BACKGROUND:Hepatic ischemia-reperfusion injury (IRI) is a severe complication in liver transplantation, hepatectomy and hemorrhagic shock. As neuropeptides transmit the regulatory signal between nervous-immune systems communication, our previous study documented that pituitary adenylate cyclase-activating polypeptides (PACAP) depressed hepatic TLR4 immune response in liver IRI. METHODS:Here, we focused on how PACAP suppressed hepatocellular damage and enhanced hepatocyte regeneration in a murine model of partial liver warm IRI. RESULTS:Yes-associated protein (YAP), a cellular modulator of tissue regeneration, was readily induced in WT IR-livers. As its induction was failed in PACAP-deficient livers, PACAP supplement enhanced YAP expression in WT mouse, promoted its nuclear translocation and downstream anti-oxidative/regenerative genes expression both in vivo and in vitro.
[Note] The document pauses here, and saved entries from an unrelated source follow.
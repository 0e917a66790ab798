//! Interactive debugger for a multithreaded rule engine.
//!
//! The engine reports every function invocation to a [`debugger::DebugController`], which
//! suspends threads on breakpoints and steps. A remote client drives the controller through a
//! line based command channel and receives notifications over a framed event channel.

pub mod config;
pub mod debugger;
pub mod protocol;
pub mod server;
pub mod sim;
//! Channel transports.
//! Both channels work over any byte stream, TCP streams are used in server mode.

use crate::protocol::Event;
use std::io::{self, BufRead, BufReader, Read, Write};
use std::net::TcpStream;

/// Frame an event payload: `<length>\n<payload>\n`, length includes trailing newline.
pub fn frame(payload: &str) -> Vec<u8> {
    let mut buf = format!("{}\n", payload.len() + 1).into_bytes();
    buf.extend_from_slice(payload.as_bytes());
    buf.push(b'\n');
    buf
}

/// Server side of the event channel.
pub struct EventChannel {
    writer: Box<dyn Write + Send>,
}

impl EventChannel {
    pub fn new(writer: impl Write + Send + 'static) -> Self {
        Self {
            writer: Box::new(writer),
        }
    }

    pub fn from_tcp(stream: TcpStream) -> io::Result<Self> {
        stream.set_nodelay(true)?;
        Ok(Self::new(stream))
    }

    /// Write a single framed event.
    pub fn send(&mut self, event: &Event) -> io::Result<()> {
        let payload = event.to_string();
        log::trace!(target: "protocol", "-> {payload:?}");
        self.writer.write_all(&frame(&payload))?;
        self.writer.flush()
    }
}

/// Client side of the event channel, decodes framed payloads.
pub struct EventReader<R: BufRead> {
    reader: R,
}

impl<R: BufRead> EventReader<R> {
    pub fn new(reader: R) -> Self {
        Self { reader }
    }

    /// Read next event payload. Return [`None`] if the stream is closed.
    pub fn read_event(&mut self) -> io::Result<Option<String>> {
        let mut header = String::new();
        if self.reader.read_line(&mut header)? == 0 {
            return Ok(None);
        }
        let len: usize = header
            .trim_end_matches(['\r', '\n'])
            .parse()
            .map_err(|e| invalid_data(format!("malformed event length {header:?}: {e}")))?;
        if len == 0 {
            return Err(invalid_data("zero length event frame".to_string()));
        }

        let mut buf = vec![0u8; len];
        self.reader.read_exact(&mut buf)?;
        if buf.pop() != Some(b'\n') {
            return Err(invalid_data("event frame is not newline terminated".to_string()));
        }
        String::from_utf8(buf)
            .map(Some)
            .map_err(|e| invalid_data(e.to_string()))
    }
}

impl EventReader<BufReader<TcpStream>> {
    pub fn from_tcp(stream: TcpStream) -> Self {
        Self::new(BufReader::new(stream))
    }
}

fn invalid_data(msg: String) -> io::Error {
    io::Error::new(io::ErrorKind::InvalidData, msg)
}

/// Server side of the command channel.
pub struct CommandChannel {
    reader: BufReader<Box<dyn Read + Send>>,
    writer: Box<dyn Write + Send>,
    stream: Option<TcpStream>,
}

impl CommandChannel {
    pub fn new(reader: impl Read + Send + 'static, writer: impl Write + Send + 'static) -> Self {
        Self {
            reader: BufReader::new(Box::new(reader)),
            writer: Box::new(writer),
            stream: None,
        }
    }

    pub fn from_tcp(stream: TcpStream) -> io::Result<Self> {
        stream.set_nodelay(true)?;
        let reader = stream.try_clone()?;
        let writer = stream.try_clone()?;
        Ok(Self {
            stream: Some(stream),
            ..Self::new(reader, writer)
        })
    }

    /// Return a handle that can shut the channel down from another thread,
    /// a blocked [`CommandChannel::read_command`] returns [`None`] after shutdown.
    pub fn shutdown_handle(&self) -> Option<TcpStream> {
        self.stream.as_ref().and_then(|s| s.try_clone().ok())
    }

    /// Read next command line without line terminator. Return [`None`] at end of stream.
    pub fn read_command(&mut self) -> io::Result<Option<String>> {
        let mut line = String::new();
        if self.reader.read_line(&mut line)? == 0 {
            return Ok(None);
        }
        let line = line.trim_end_matches(['\r', '\n']).to_string();
        log::trace!(target: "protocol", "<- {line:?}");
        Ok(Some(line))
    }

    pub fn reply(&mut self, reply: &str) -> io::Result<()> {
        log::trace!(target: "protocol", "-> {reply:?}");
        writeln!(self.writer, "{reply}")?;
        self.writer.flush()
    }
}
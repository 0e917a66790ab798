use crate::debugger::engine::{base_name, LineNumberRecord};
use std::collections::{BTreeSet, HashMap};

/// Line breakpoints of a session.
///
/// Breakpoints are keyed by file base name only, so `a/rules.clp:10` and `b/rules.clp:10`
/// are the same breakpoint and both files stop on it.
#[derive(Default, Debug)]
pub struct BreakpointSet {
    lines: HashMap<String, BTreeSet<u32>>,
}

impl BreakpointSet {
    /// Add a breakpoint, return `false` if it already exists.
    pub fn add(&mut self, file: &str, line: u32) -> bool {
        self.lines
            .entry(base_name(file).to_string())
            .or_default()
            .insert(line)
    }

    /// Remove a breakpoint, return `false` if there was no such breakpoint.
    pub fn remove(&mut self, file: &str, line: u32) -> bool {
        let key = base_name(file);
        let Some(lines) = self.lines.get_mut(key) else {
            return false;
        };
        let removed = lines.remove(&line);
        if lines.is_empty() {
            self.lines.remove(key);
        }
        removed
    }

    pub fn contains(&self, file: &str, line: u32) -> bool {
        self.lines
            .get(base_name(file))
            .map(|lines| lines.contains(&line))
            .unwrap_or_default()
    }

    /// Return true if execution at this place must stop.
    pub fn hit(&self, place: &LineNumberRecord) -> bool {
        self.contains(place.base_name(), place.line)
    }

    pub fn len(&self) -> usize {
        self.lines.values().map(BTreeSet::len).sum()
    }

    pub fn is_empty(&self) -> bool {
        self.lines.is_empty()
    }
}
Further, verteporfin (VP), a YAP transcriptional inhibitor, abolished PACAP-mediated hepatoprotection significantly. Meanwhile, blockade of PKA-CREB signaling recreated liver damage in PACAP-protected liver, as well as impeded stimulation on YAP and its downstream gene expressions. Consistently, inhibition of PKA-CREB decreased PACAP promoted YAP expression in primary hepatocytes culture, and made them vulnerable to H2O2 stress in vitro. In addition, lysophosphatidic acid (LPA), another Hippo pathway inhibitor, failed to affect PACAP-mediated hepatoprotection or hepatocellular YAP induction. This implies that PACAP regulated YAP through PKA-CREB pathway at the transcriptional level rather than canonical hippo pathway. CONCLUSION:Our study discovered the neural modulation of PACAP-YAP axis in hepatic cytoprotection and homeostasis in liver IRI. These reveal a novel insight of neuropeptide PACAP in combating liver IRI in clinical patients.